▶ Exercise aim:
Reproduce the full listing that appears beneath this instruction exactly.

▶ Record set:

================

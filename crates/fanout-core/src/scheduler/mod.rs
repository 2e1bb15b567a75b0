//! Scheduler: lane worker pools, result aggregation, and retry splitting.
//!
//! # Architecture
//!
//! ```text
//! ┌───────────────────────────────────────────────────────────────────┐
//! │                          Dispatcher                               │
//! │                                                                   │
//! │  dispatch(job) ──partition──▶ Submitter::submit ──┬──▶ cpu queue  │
//! │                                  ▲   (tracker +1) └──▶ gpu queue  │
//! │                                  │                       │        │
//! │                                  │ retries          N workers     │
//! │                                  │                 per lane       │
//! │                           ┌──────┴──────┐                │        │
//! │                           │ Aggregator  │◀── outcomes ───┘        │
//! │                           │ (tracker -1)│   (unbounded)           │
//! │                           └─────────────┘                         │
//! │                                                                   │
//! │  finish(): wait for tracker == 0, stop aggregator, close queues,  │
//! │            join workers → Summary                                 │
//! └───────────────────────────────────────────────────────────────────┘
//! ```
//!
//! Every unit is counted by the [`CompletionTracker`] before it is queued
//! and resolved only after its outcome is recorded and any retries it
//! spawned have been counted. The count can therefore only reach zero once
//! no work remains anywhere.
//!
//! Workers never wait on anything but their own queue and the runner, so
//! a full queue only ever blocks the submitter, which the workers keep
//! draining.

mod aggregator;
mod dispatcher;
mod pool;
mod tracker;

pub use aggregator::{Aggregator, Failure, Summary};
pub use dispatcher::{DispatchError, Dispatcher, Submitter};
pub use pool::WorkerPool;
pub use tracker::CompletionTracker;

================

▶ Completed task:
filename crates/fanout-core/src/scheduler/mod.rs
repository 2e1bb15b567a75b0
//! Scheduler: lane worker pools, result aggregation, and retry splitting.
//!
//! # Architecture
//!
//! ```text
//! ┌───────────────────────────────────────────────────────────────────┐
//! │                          Dispatcher                               │
//! │                                                                   │
//! │  dispatch(job) ──partition──▶ Submitter::submit ──┬──▶ cpu queue  │
//! │                                  ▲   (tracker +1) └──▶ gpu queue  │
//! │                                  │                       │        │
//! │                                  │ retries          N workers     │
//! │                                  │                 per lane       │
//! │                           ┌──────┴──────┐                │        │
//! │                           │ Aggregator  │◀── outcomes ───┘        │
//! │                           │ (tracker -1)│   (unbounded)           │
//! │                           └─────────────┘                         │
//! │                                                                   │
//! │  finish(): wait for tracker == 0, stop aggregator, close queues,  │
//! │            join workers → Summary                                 │
//! └───────────────────────────────────────────────────────────────────┘
//! ```
//!
//! Every unit is counted by the [`CompletionTracker`] before it is queued
//! and resolved only after its outcome is recorded and any retries it
//! spawned have been counted. The count can therefore only reach zero once
//! no work remains anywhere.
//!
//! Workers never wait on anything but their own queue and the runner, so
//! a full queue only ever blocks the submitter, which the workers keep
//! draining.

mod aggregator;
mod dispatcher;
mod pool;
mod tracker;

pub use aggregator::{Aggregator, Failure, Summary};
pub use dispatcher::{DispatchError, Dispatcher, Submitter};
pub use pool::WorkerPool;
pub use tracker::CompletionTracker;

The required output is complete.